> _ACTION ITEM_:
Give the records again exactly, with every character kept.

> _PROVIDED INFORMATION_:
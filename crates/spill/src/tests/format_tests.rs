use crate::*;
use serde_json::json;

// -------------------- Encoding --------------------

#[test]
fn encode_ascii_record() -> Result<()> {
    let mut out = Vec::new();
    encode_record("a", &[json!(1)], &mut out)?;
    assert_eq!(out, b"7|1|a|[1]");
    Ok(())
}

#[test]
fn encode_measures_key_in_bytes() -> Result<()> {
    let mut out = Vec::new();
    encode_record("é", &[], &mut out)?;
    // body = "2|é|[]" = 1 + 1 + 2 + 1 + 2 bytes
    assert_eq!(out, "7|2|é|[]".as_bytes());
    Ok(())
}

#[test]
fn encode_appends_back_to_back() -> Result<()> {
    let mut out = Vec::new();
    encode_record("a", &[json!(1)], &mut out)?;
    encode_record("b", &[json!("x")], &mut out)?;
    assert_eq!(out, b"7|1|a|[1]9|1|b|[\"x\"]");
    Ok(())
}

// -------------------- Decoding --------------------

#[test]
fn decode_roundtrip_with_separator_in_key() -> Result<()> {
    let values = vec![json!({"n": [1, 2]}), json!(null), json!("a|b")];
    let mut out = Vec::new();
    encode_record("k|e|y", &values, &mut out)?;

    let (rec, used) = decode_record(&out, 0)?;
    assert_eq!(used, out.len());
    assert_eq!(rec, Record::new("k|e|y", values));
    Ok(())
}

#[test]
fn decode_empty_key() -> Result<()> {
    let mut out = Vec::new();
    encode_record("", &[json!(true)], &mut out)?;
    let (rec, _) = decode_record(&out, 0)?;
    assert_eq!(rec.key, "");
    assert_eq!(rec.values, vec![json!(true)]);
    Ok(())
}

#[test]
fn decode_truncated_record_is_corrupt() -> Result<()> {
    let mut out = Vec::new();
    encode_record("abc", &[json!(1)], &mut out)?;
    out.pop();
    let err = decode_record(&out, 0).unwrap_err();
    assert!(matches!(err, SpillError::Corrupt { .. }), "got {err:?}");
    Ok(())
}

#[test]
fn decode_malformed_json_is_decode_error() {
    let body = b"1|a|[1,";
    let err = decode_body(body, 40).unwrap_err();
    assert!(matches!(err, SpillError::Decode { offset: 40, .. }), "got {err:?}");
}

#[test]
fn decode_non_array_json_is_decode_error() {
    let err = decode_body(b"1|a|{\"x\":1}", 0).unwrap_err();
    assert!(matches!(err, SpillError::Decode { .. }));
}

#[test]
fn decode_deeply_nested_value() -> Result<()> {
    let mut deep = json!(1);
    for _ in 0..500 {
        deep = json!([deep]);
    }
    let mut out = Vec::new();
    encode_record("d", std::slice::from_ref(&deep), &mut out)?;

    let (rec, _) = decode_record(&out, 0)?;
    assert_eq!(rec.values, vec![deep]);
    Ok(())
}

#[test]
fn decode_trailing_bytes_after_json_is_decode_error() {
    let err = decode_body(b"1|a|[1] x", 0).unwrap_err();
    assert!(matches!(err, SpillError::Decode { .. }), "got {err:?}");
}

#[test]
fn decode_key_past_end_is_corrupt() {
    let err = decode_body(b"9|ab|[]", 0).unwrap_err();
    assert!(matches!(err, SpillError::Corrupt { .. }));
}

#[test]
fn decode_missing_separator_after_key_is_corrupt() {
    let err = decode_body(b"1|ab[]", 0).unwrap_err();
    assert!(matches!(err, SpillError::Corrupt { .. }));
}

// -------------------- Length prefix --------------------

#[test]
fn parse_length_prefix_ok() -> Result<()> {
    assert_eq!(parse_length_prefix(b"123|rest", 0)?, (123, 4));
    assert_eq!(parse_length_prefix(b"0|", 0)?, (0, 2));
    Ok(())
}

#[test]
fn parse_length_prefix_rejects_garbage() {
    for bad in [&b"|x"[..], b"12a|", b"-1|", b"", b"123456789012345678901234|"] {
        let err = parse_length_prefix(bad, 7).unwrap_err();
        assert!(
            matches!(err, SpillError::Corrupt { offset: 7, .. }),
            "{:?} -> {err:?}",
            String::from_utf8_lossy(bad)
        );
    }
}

> _ANSWER FOR THIS EXERCISE_:
filename crates/spill/src/tests/format_tests.rs
use crate::*;
use serde_json::json;

// -------------------- Encoding --------------------

#[test]
fn encode_ascii_record() -> Result<()> {
    let mut out = Vec::new();
    encode_record("a", &[json!(1)], &mut out)?;
    assert_eq!(out, b"7|1|a|[1]");
    Ok(())
}

#[test]
fn encode_measures_key_in_bytes() -> Result<()> {
    let mut out = Vec::new();
    encode_record("é", &[], &mut out)?;
    // body = "2|é|[]" = 1 + 1 + 2 + 1 + 2 bytes
    assert_eq!(out, "7|2|é|[]".as_bytes());
    Ok(())
}

#[test]
fn encode_appends_back_to_back() -> Result<()> {
    let mut out = Vec::new();
    encode_record("a", &[json!(1)], &mut out)?;
    encode_record("b", &[json!("x")], &mut out)?;
    assert_eq!(out, b"7|1|a|[1]9|1|b|[\"x\"]");
    Ok(())
}

// -------------------- Decoding --------------------

#[test]
fn decode_roundtrip_with_separator_in_key() -> Result<()> {
    let values = vec![json!({"n": [1, 2]}), json!(null), json!("a|b")];
    let mut out = Vec::new();
    encode_record("k|e|y", &values, &mut out)?;

    let (rec, used) = decode_record(&out, 0)?;
    assert_eq!(used, out.len());
    assert_eq!(rec, Record::new("k|e|y", values));
    Ok(())
}

#[test]
fn decode_empty_key() -> Result<()> {
    let mut out = Vec::new();
    encode_record("", &[json!(true)], &mut out)?;
    let (rec, _) = decode_record(&out, 0)?;
    assert_eq!(rec.key, "");
    assert_eq!(rec.values, vec![json!(true)]);
    Ok(())
}

#[test]
fn decode_truncated_record_is_corrupt() -> Result<()> {
    let mut out = Vec::new();
    encode_record("abc", &[json!(1)], &mut out)?;
    out.pop();
    let err = decode_record(&out, 0).unwrap_err();
    assert!(matches!(err, SpillError::Corrupt { .. }), "got {err:?}");
    Ok(())
}

#[test]
fn decode_malformed_json_is_decode_error() {
    let body = b"1|a|[1,";
    let err = decode_body(body, 40).unwrap_err();
    assert!(matches!(err, SpillError::Decode { offset: 40, .. }), "got {err:?}");
}

#[test]
fn decode_non_array_json_is_decode_error() {
    let err = decode_body(b"1|a|{\"x\":1}", 0).unwrap_err();
    assert!(matches!(err, SpillError::Decode { .. }));
}

#[test]
fn decode_deeply_nested_value() -> Result<()> {
    let mut deep = json!(1);
    for _ in 0..500 {
        deep = json!([deep]);
    }
    let mut out = Vec::new();
    encode_record("d", std::slice::from_ref(&deep), &mut out)?;

    let (rec, _) = decode_record(&out, 0)?;
    assert_eq!(rec.values, vec![deep]);
    Ok(())
}

#[test]
fn decode_trailing_bytes_after_json_is_decode_error() {
    let err = decode_body(b"1|a|[1] x", 0).unwrap_err();
    assert!(matches!(err, SpillError::Decode { .. }), "got {err:?}");
}

#[test]
fn decode_key_past_end_is_corrupt() {
    let err = decode_body(b"9|ab|[]", 0).unwrap_err();
    assert!(matches!(err, SpillError::Corrupt { .. }));
}

#[test]
fn decode_missing_separator_after_key_is_corrupt() {
    let err = decode_body(b"1|ab[]", 0).unwrap_err();
    assert!(matches!(err, SpillError::Corrupt { .. }));
}

// -------------------- Length prefix --------------------

#[test]
fn parse_length_prefix_ok() -> Result<()> {
    assert_eq!(parse_length_prefix(b"123|rest", 0)?, (123, 4));
    assert_eq!(parse_length_prefix(b"0|", 0)?, (0, 2));
    Ok(())
}

#[test]
fn parse_length_prefix_rejects_garbage() {
    for bad in [&b"|x"[..], b"12a|", b"-1|", b"", b"123456789012345678901234|"] {
        let err = parse_length_prefix(bad, 7).unwrap_err();
        assert!(
            matches!(err, SpillError::Corrupt { offset: 7, .. }),
            "{:?} -> {err:?}",
            String::from_utf8_lossy(bad)
        );
    }
}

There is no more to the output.